PARISI, IL TESTO SACRO E IL SEGNO VISIONARIO
Il tratto scabro, contrastato e netto delle xilografie di Francesco Parisi (Roma, 1972) è al servizio di una figurazione che attinge dal mito, lungo i sentieri di una spiritualità fuori dal tempo: fiabe mistiche, allucinazioni, allegorie ed estetismi visionari, l’erotico, il fascinans e il tremendum, il bestiale, il divino e il luciferino, in una successione di tavole che illustrano testi memorabili, dall’ebraico Lamed Vav alla novella ottocentesca The Great God Pan, passando per il Cantico dei Cantici. Letteratura dell’origine, tradotta nel segno contemporaneo di chi si muove sulla soglia: tra il lusso della tradizione e la sfida al presente, tra il culto del racconto e il superamento della visione.
Il cotè oscuro di Parisi, con la cifra tagliente dei suoi corpi nudi, ruba dall’illustrazione underground, dal fumetto, dall’Art Nuveau di un maestro come Cambellotti, dalla fisicità inquieta di simbolisti e preraffaelliti, arrivando fino a Dürer, di cui è esposto uno splendido San Giovanni che divora il libro dell’Apocalisse.

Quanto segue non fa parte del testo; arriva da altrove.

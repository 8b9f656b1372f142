//! Integration tests for the resilience module
//!
//! Exercises the limiter and breaker registry under concurrent callers.

#![cfg(feature = "runtime")]

use std::sync::atomic::{AtomicU32, Ordering};
use std::sync::Arc;
use std::time::Duration;

use futures::future::join_all;
use storesync_common::resilience::{
    CircuitBreakerConfig, CircuitBreakerRegistry, CircuitState, InMemoryWindowStore, MockClock,
    ResilienceError, SlidingWindowLimiter,
};

#[derive(Debug)]
struct Unreachable;

impl std::fmt::Display for Unreachable {
    fn fmt(&self, f: &mut std::fmt::Formatter<'_>) -> std::fmt::Result {
        write!(f, "upstream unreachable")
    }
}

impl std::error::Error for Unreachable {}

/// Concurrent callers on one key never get more than `limit` admissions
/// inside a single window.
#[tokio::test(flavor = "multi_thread", worker_threads = 4)]
async fn concurrent_checks_never_exceed_limit() {
    let clock = MockClock::new();
    let store = Arc::new(InMemoryWindowStore::new());
    let limiter = SlidingWindowLimiter::with_clock(store, clock.clone());

    let tasks = (0..64).map(|_| {
        let limiter = limiter.clone();
        tokio::spawn(async move { limiter.check("rl:sync:store-1", 10, Duration::from_secs(1)).await })
    });
    let decisions: Vec<_> = join_all(tasks).await.into_iter().map(Result::unwrap).collect();

    let allowed = decisions.iter().filter(|d| d.allowed).count();
    assert_eq!(allowed, 10);

    let mut remaining: Vec<u32> =
        decisions.iter().filter(|d| d.allowed).map(|d| d.remaining).collect();
    remaining.sort_unstable();
    assert_eq!(remaining, (0..10).collect::<Vec<_>>());
}

/// A window that has fully rolled over admits a fresh batch.
#[tokio::test]
async fn window_rolls_over() {
    let clock = MockClock::new();
    let limiter =
        SlidingWindowLimiter::with_clock(Arc::new(InMemoryWindowStore::new()), clock.clone());

    for _ in 0..3 {
        assert!(limiter.check("rl:test:ip1", 3, Duration::from_secs(1)).await.allowed);
    }
    assert!(!limiter.check("rl:test:ip1", 3, Duration::from_secs(1)).await.allowed);

    clock.advance(Duration::from_millis(1_001));
    let decision = limiter.check("rl:test:ip1", 3, Duration::from_secs(1)).await;
    assert!(decision.allowed);
    assert_eq!(decision.remaining, 2);
}

/// Full breaker lifecycle through the registry with a shared mock clock.
#[tokio::test]
async fn breaker_lifecycle_through_registry() {
    let clock = MockClock::new();
    let registry =
        CircuitBreakerRegistry::with_clock(CircuitBreakerConfig::default(), clock.clone()).unwrap();
    let invocations = Arc::new(AtomicU32::new(0));

    for _ in 0..5 {
        let counter = Arc::clone(&invocations);
        let result = registry
            .guard("woo:store-7", || async move {
                counter.fetch_add(1, Ordering::SeqCst);
                Err::<(), _>(Unreachable)
            })
            .await;
        assert!(matches!(result, Err(ResilienceError::OperationFailed { .. })));
    }
    assert_eq!(registry.state("woo:store-7"), CircuitState::Open);

    let counter = Arc::clone(&invocations);
    let rejected = registry
        .guard("woo:store-7", || async move {
            counter.fetch_add(1, Ordering::SeqCst);
            Ok::<_, Unreachable>(())
        })
        .await;
    assert!(matches!(rejected, Err(ResilienceError::CircuitOpen { .. })));
    assert_eq!(invocations.load(Ordering::SeqCst), 5);

    clock.advance(Duration::from_secs(30));
    for _ in 0..2 {
        registry.guard("woo:store-7", || async { Ok::<_, Unreachable>(()) }).await.unwrap();
    }
    assert_eq!(registry.state("woo:store-7"), CircuitState::Closed);
}

/// Concurrent failures from many tasks open the breaker exactly once and
/// leave other keys untouched.
#[tokio::test(flavor = "multi_thread", worker_threads = 4)]
async fn concurrent_failures_open_only_their_key() {
    let registry = Arc::new(
        CircuitBreakerRegistry::with_clock(CircuitBreakerConfig::default(), MockClock::new())
            .unwrap(),
    );

    let tasks = (0..20).map(|_| {
        let registry = Arc::clone(&registry);
        tokio::spawn(async move {
            let _ = registry.guard("tenant-a", || async { Err::<(), _>(Unreachable) }).await;
        })
    });
    join_all(tasks).await;

    assert_eq!(registry.state("tenant-a"), CircuitState::Open);
    assert_eq!(registry.state("tenant-b"), CircuitState::Closed);
    assert_eq!(registry.open_keys(), vec!["tenant-a".to_string()]);
}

DI SCIULLO, DE RERUM NATURA
Trasudano magia le incisioni (bulino, acquaforte, puntasecca) di Patrizio Di Sciullo (Fallo, Chieti, 1965), fatte di concrezioni, maglie, trame, strutture plastiche. La natura resta il centro. Arbusti, tavole anatomiche, stelle marine, forme matematiche, pesci, granchi, pieghe di mani: in questa scrittura minuziosa si rivela una preziosità spinta al limite, nella meccanica perfetta di un insetto, nel guscio cesellato di una conchiglia, nelle infinite variazioni arboree di un atlante botanico e sentimentale. Natura contemplata, analizzata, immaginata. Che dal micro di uno scheletro di riccio, al macro del Colosseo visto dall’alto di Piranesi, si nutre di corrispondenze segrete. Fiaba, scienza, architettura. E ogni cosa trasmuta, si lega, si slega, si riproduce, affonda e riaffiora. Storie di sogni, come di segni.